In the Shadow of the Silent Majorities, Or, the End of the Social is a 1978 philosophical treatise by Jean Baudrillard, in which he analyzes the masses and their relation to meaning. The masses are presented as the ideal form of resistance to the social.

Introduction to Metaphysics is a revised and edited 1935 lecture course by Martin Heidegger first published in 1953. Heidegger suggested the work relates to the unwritten "second half" of his 1927 magnum opus Being and Time. The work is also notable for a discussion of the Presocratics and for illustrating Heidegger's supposed "Kehre," or turn in thought beginning in the 1930s—as well as for its mention of the "inner greatness" of Nazism.

Kant and the Problem of Metaphysics is a 1929 book about Immanuel Kant by the German philosopher Martin Heidegger. It is often referred by Heidegger to simply as the Kantbuch (Kantbook). This book published as volume 3 of the Gesamtausgabe.

Language, Truth and Logic is a 1936 book about meaning by the philosopher Alfred Jules Ayer, in which the author defines, explains, and argues for the verification principle of logical positivism, sometimes referred to as the criterion of significance or criterion of meaning. Ayer explains how the principle of verifiability may be applied to the problems of philosophy. Language, Truth and Logic brought some of the ideas of the Vienna Circle and the logical empiricists to the attention of the English-speaking world.

The Logic of Sense is a 1969 book by the French philosopher Gilles Deleuze. The English edition was translated by Mark Lester and Charles Stivale, and edited by Constantin V. Boundas.

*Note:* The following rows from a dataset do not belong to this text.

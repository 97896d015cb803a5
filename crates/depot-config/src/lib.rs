//! Configuration for depot.
//!
//! Configuration is read from a TOML file (see [`config::CONFIG_PATH_ENV`])
//! and then overridden by `DEPOT_BACKEND_*` environment variables. It is
//! loaded explicitly and passed by reference; nothing here is global.

pub mod config;
pub mod error;

pub use config::{BackendConfig, Config, LogConfig, TaskConfig};
pub use error::{ConfigError, Result};
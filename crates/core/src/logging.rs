//! Tracing subscriber setup for threadline binaries.
//!
//! Stderr always gets a formatted layer filtered by `THREADLINE_LOG`, then
//! `RUST_LOG`, then `[logging] level`. When `[logging.file] enabled = true`
//! a daily-rotated JSON log is written as well, filtered by its own level.
//!
//! | variable | effect |
//! | --- | --- |
//! | `THREADLINE_LOG` | filter directives for stderr |
//! | `THREADLINE_LOG_FORMAT` | `pretty`, `json` or `compact`; overrides TTY detection |
//! | `THREADLINE_LOG_DIR` | file log directory, default `~/.threadline/logs` |

use crate::Error;
use crate::config::{FileLoggingConfig, LoggingConfig as LoggingSection, PrivacyLoggingConfig};
use std::fmt;
use std::io;
use std::path::PathBuf;
use std::str::FromStr;
use tracing_appender::non_blocking::WorkerGuard;
use tracing_subscriber::layer::SubscriberExt;
use tracing_subscriber::util::SubscriberInitExt;
use tracing_subscriber::{EnvFilter, Layer, Registry};

const LOG_FILE_PREFIX: &str = "threadline.log";

type BoxedLayer = Box<dyn Layer<Registry> + Send + Sync>;

/// Stderr output format.
#[derive(Debug, Clone, Copy, PartialEq, Eq, Default)]
pub enum LogFormat {
    /// Multi-line, colored
    #[default]
    Pretty,
    /// One JSON object per event
    Json,
    /// One line per event, no color
    Compact,
}

impl LogFormat {
    pub const NAMES: [&'static str; 3] = ["pretty", "json", "compact"];
}

impl FromStr for LogFormat {
    type Err = Error;

    fn from_str(s: &str) -> Result<Self, Self::Err> {
        match s.trim().to_ascii_lowercase().as_str() {
            "pretty" => Ok(LogFormat::Pretty),
            "json" => Ok(LogFormat::Json),
            "compact" => Ok(LogFormat::Compact),
            other => Err(Error::Config(format!(
                "unknown log format '{}', expected one of {}",
                other,
                LogFormat::NAMES.join(", ")
            ))),
        }
    }
}

impl fmt::Display for LogFormat {
    fn fmt(&self, f: &mut fmt::Formatter<'_>) -> fmt::Result {
        let name = match self {
            LogFormat::Pretty => "pretty",
            LogFormat::Json => "json",
            LogFormat::Compact => "compact",
        };
        f.write_str(name)
    }
}

/// How much turn text may reach a log line.
#[derive(Debug, Clone, PartialEq, Eq)]
pub struct PrivacyConfig {
    pub log_content: bool,
    pub truncate_length: usize,
}

impl Default for PrivacyConfig {
    fn default() -> Self {
        PrivacyLoggingConfig::default().into()
    }
}

impl From<PrivacyLoggingConfig> for PrivacyConfig {
    fn from(section: PrivacyLoggingConfig) -> Self {
        Self { log_content: section.log_content, truncate_length: section.truncate_length }
    }
}

/// Resolved `[logging]` settings handed to [`init_logging`].
#[derive(Debug, Clone, PartialEq, Eq)]
pub struct LoggingConfig {
    pub level: String,
    pub format: LogFormat,
    /// `None` when file logging is off.
    pub file: Option<FileLoggingConfig>,
    pub privacy: PrivacyConfig,
}

impl Default for LoggingConfig {
    fn default() -> Self {
        LoggingSection::default().into()
    }
}

impl From<LoggingSection> for LoggingConfig {
    /// Unknown format names fall back to pretty; [`crate::Config`] rejects
    /// them at load time.
    fn from(section: LoggingSection) -> Self {
        Self {
            level: section.level,
            format: section.format.parse().unwrap_or_default(),
            file: section.file.enabled.then_some(section.file),
            privacy: section.privacy.into(),
        }
    }
}

impl LoggingConfig {
    /// Override the stderr level, e.g. for `--verbose`.
    pub fn with_level(self, level: impl Into<String>) -> Self {
        Self { level: level.into(), ..self }
    }

    /// Override the configured stderr format.
    pub fn with_format(self, format: LogFormat) -> Self {
        Self { format, ..self }
    }
}

/// Stderr filter directives: `THREADLINE_LOG`, then `RUST_LOG`, then `fallback`.
fn resolve_filter(var: impl Fn(&str) -> Option<String>, fallback: &str) -> String {
    var("THREADLINE_LOG").or_else(|| var("RUST_LOG")).unwrap_or_else(|| fallback.to_string())
}

/// An explicit `THREADLINE_LOG_FORMAT` wins; otherwise non-terminals get compact.
fn resolve_format(var: impl Fn(&str) -> Option<String>, configured: LogFormat, is_tty: bool) -> LogFormat {
    match var("THREADLINE_LOG_FORMAT").and_then(|name| name.parse().ok()) {
        Some(format) => format,
        None if is_tty => configured,
        None => LogFormat::Compact,
    }
}

fn resolve_log_dir(var: impl Fn(&str) -> Option<String>) -> Result<PathBuf, Error> {
    if let Some(dir) = var("THREADLINE_LOG_DIR") {
        return Ok(PathBuf::from(dir));
    }
    var("HOME")
        .or_else(|| var("USERPROFILE"))
        .map(|home| PathBuf::from(home).join(".threadline").join("logs"))
        .ok_or_else(|| Error::Config("no home directory for file logs; set THREADLINE_LOG_DIR".to_string()))
}

fn env_var(key: &str) -> Option<String> {
    std::env::var(key).ok()
}

fn filter(directives: &str, fallback: &str) -> EnvFilter {
    EnvFilter::try_new(directives)
        .or_else(|_| EnvFilter::try_new(fallback))
        .unwrap_or_else(|_| EnvFilter::new("warn"))
}

fn stderr_layer(format: LogFormat) -> BoxedLayer {
    let layer = tracing_subscriber::fmt::layer().with_writer(io::stderr);
    match format {
        LogFormat::Pretty => layer.pretty().boxed(),
        LogFormat::Json => layer.json().boxed(),
        LogFormat::Compact => layer.compact().with_ansi(false).boxed(),
    }
}

/// Install the global subscriber.
///
/// Returns the file writer's guard when file logging is on. Dropping it
/// flushes and stops the writer, so hold it until exit.
pub fn init_logging(config: Option<LoggingConfig>) -> Result<Option<WorkerGuard>, Error> {
    let config = config.unwrap_or_default();
    let format = resolve_format(env_var, config.format, atty::is(atty::Stream::Stderr));
    let directives = resolve_filter(env_var, &config.level);

    let mut layers: Vec<BoxedLayer> = vec![stderr_layer(format).with_filter(filter(&directives, &config.level)).boxed()];
    let mut guard = None;

    if let Some(file) = &config.file {
        let dir = resolve_log_dir(env_var)?;
        std::fs::create_dir_all(&dir)
            .map_err(|e| Error::Config(format!("cannot create log directory {}: {}", dir.display(), e)))?;

        let (writer, file_guard) = tracing_appender::non_blocking(tracing_appender::rolling::daily(&dir, LOG_FILE_PREFIX));
        let file_layer = tracing_subscriber::fmt::layer().json().with_writer(writer).with_ansi(false);
        layers.push(file_layer.with_filter(filter(&file.level, "debug")).boxed());
        guard = Some(file_guard);
    }

    Registry::default()
        .with(layers)
        .try_init()
        .map_err(|e| Error::Config(format!("tracing subscriber already installed: {}", e)))?;

    tracing::debug!(%format, filter = %directives, file = config.file.is_some(), "logging initialized");
    Ok(guard)
}

/// Turn text as it may appear in a log line.
pub fn redact_content(content: &str, privacy: &PrivacyConfig) -> String {
    let total = content.chars().count();
    if !privacy.log_content {
        return format!("[REDACTED {} chars]", total);
    }

    match content.char_indices().nth(privacy.truncate_length) {
        Some((cut, _)) => format!("{}... ({} total chars)", &content[..cut], total),
        None => content.to_string(),
    }
}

Meditations on First Philosophy, in which the existence of God and the immortality of the soul are demonstrated is a philosophical treatise by René Descartes first published in Latin in 1641. The French translation was published in 1647 as Méditations Métaphysiques. The title may contain a misreading by the printer, mistaking animae immortalitas for animae immaterialitas, as suspected by A. Baillet.

Philosophical Explanations is a 1981 metaphysical, epistemological, and ethical treatise by the philosopher Robert Nozick.

Philosophical Problems of Space and Time is a book about the philosophy of space and time by the philosopher Adolf Grünbaum. It is recognized as a major work in the philosophy of the natural sciences.

The Reign of Quantity and the Signs of the Times is a 1945 book by the French intellectual René Guénon, in which the author purports to give a comprehensive explanation, based on tradition, of the cyclical conditions that led to the modern world in general and to the Second World War in particular. The book was published with the support of Jean Paulhan from Gallimard, who created a collection exclusively dedicated to "Tradition" in order to publish Guénon.